* _Exercise brief_: Lines to return, exactly: from the line with "pub async fn" to the line with "while let Some(joined)" in the entries below, both included.
BEGIN Entries provided
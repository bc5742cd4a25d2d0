//! Cover resolution for newly added books.
//!
//! Searches the lookup service once, then probes candidates in the order
//! the service returned them. The first candidate with an existing cover
//! wins. A failed probe is logged and the next candidate is tried; running
//! out of candidates yields "no cover", never an error.

use std::sync::Arc;

use tokio::task::JoinSet;
use tracing::{debug, instrument, warn};

use crate::adapters::{CoverLookup, LookupError};
use crate::domain::CoverId;

/// How the resolver treats the lookup service
#[derive(Debug, Clone, Copy, PartialEq, Eq)]
pub struct ResolverPolicy {
    /// Candidates probed at once. Results are still taken in candidate order.
    pub probe_concurrency: usize,

    /// Propagate a failed search instead of falling back to "no cover"
    pub strict_search: bool,
}

impl Default for ResolverPolicy {
    fn default() -> Self {
        Self {
            probe_concurrency: 1,
            strict_search: false,
        }
    }
}

/// Resolves at most one usable cover id for a title and author
#[derive(Clone)]
pub struct CoverResolver {
    lookup: Arc<dyn CoverLookup>,
    policy: ResolverPolicy,
}

impl CoverResolver {
    pub fn new(lookup: Arc<dyn CoverLookup>) -> Self {
        Self::with_policy(lookup, ResolverPolicy::default())
    }

    pub fn with_policy(lookup: Arc<dyn CoverLookup>, policy: ResolverPolicy) -> Self {
        Self { lookup, policy }
    }

    /// Resolve a cover for `title` by `author`.
    ///
    /// Only a failed search under `strict_search` returns an error.
    #[instrument(skip(self), fields(lookup = self.lookup.name()))]
    pub async fn resolve(&self, title: &str, author: &str) -> Result<Option<CoverId>, LookupError> {
        let candidates = match self.lookup.search_editions(title, author).await {
            Ok(candidates) => candidates,
            Err(e) if self.policy.strict_search => return Err(e),
            Err(e) => {
                warn!(error = %e, "Cover search failed, continuing without a cover");
                return Ok(None);
            }
        };

        debug!(candidates = candidates.len(), "Cover search returned");

        let cover = if self.policy.probe_concurrency <= 1 {
            self.probe_sequential(&candidates).await
        } else {
            self.probe_windowed(&candidates).await
        };

        match &cover {
            Some(id) => debug!(cover = %id, "Cover resolved"),
            None => debug!("No cover found"),
        }
        Ok(cover)
    }

    async fn probe_sequential(&self, candidates: &[CoverId]) -> Option<CoverId> {
        for candidate in candidates {
            match self.lookup.probe_cover(candidate).await {
                Ok(()) => return Some(candidate.clone()),
                Err(e) => warn!(candidate = %candidate, error = %e, "Cover not found"),
            }
        }
        None
    }

    /// Probe `probe_concurrency` candidates at a time and keep the lowest
    /// index that succeeded, so the outcome matches sequential probing.
    async fn probe_windowed(&self, candidates: &[CoverId]) -> Option<CoverId> {
        for window in candidates.chunks(self.policy.probe_concurrency) {
            let mut probes = JoinSet::new();
            for (index, candidate) in window.iter().cloned().enumerate() {
                let lookup = Arc::clone(&self.lookup);
                probes.spawn(async move {
                    let result = lookup.probe_cover(&candidate).await;
                    (index, candidate, result)
                });
            }

            let mut best: Option<(usize, CoverId)> = None;
            while let Some(joined) = probes.join_next().await {
                match joined {
                    Ok((index, candidate, Ok(()))) => {
                        if best.as_ref().map_or(true, |(b, _)| index < *b) {
                            best = Some((index, candidate));
                        }
                    }
                    Ok((_, candidate, Err(e))) => {
                        warn!(candidate = %candidate, error = %e, "Cover not found")
                    }
                    Err(e) => warn!(error = %e, "Cover probe task failed"),
                }
            }

            if let Some((_, candidate)) = best {
                return Some(candidate);
            }
        }
        None
    }
}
END Entries provided
* _Response box_:
    pub async fn resolve(&self, title: &str, author: &str) -> Result<Option<CoverId>, LookupError> {
        let candidates = match self.lookup.search_editions(title, author).await {
            Ok(candidates) => candidates,
            Err(e) if self.policy.strict_search => return Err(e),
            Err(e) => {
                warn!(error = %e, "Cover search failed, continuing without a cover");
                return Ok(None);
            }
        };

        debug!(candidates = candidates.len(), "Cover search returned");

        let cover = if self.policy.probe_concurrency <= 1 {
            self.probe_sequential(&candidates).await
        } else {
            self.probe_windowed(&candidates).await
        };

        match &cover {
            Some(id) => debug!(cover = %id, "Cover resolved"),
            None => debug!("No cover found"),
        }
        Ok(cover)
    }

    async fn probe_sequential(&self, candidates: &[CoverId]) -> Option<CoverId> {
        for candidate in candidates {
            match self.lookup.probe_cover(candidate).await {
                Ok(()) => return Some(candidate.clone()),
                Err(e) => warn!(candidate = %candidate, error = %e, "Cover not found"),
            }
        }
        None
    }

    /// Probe `probe_concurrency` candidates at a time and keep the lowest
    /// index that succeeded, so the outcome matches sequential probing.
    async fn probe_windowed(&self, candidates: &[CoverId]) -> Option<CoverId> {
        for window in candidates.chunks(self.policy.probe_concurrency) {
            let mut probes = JoinSet::new();
            for (index, candidate) in window.iter().cloned().enumerate() {
                let lookup = Arc::clone(&self.lookup);
                probes.spawn(async move {
                    let result = lookup.probe_cover(&candidate).await;
                    (index, candidate, result)
                });
            }

            let mut best: Option<(usize, CoverId)> = None;
            while let Some(joined) = probes.join_next().await {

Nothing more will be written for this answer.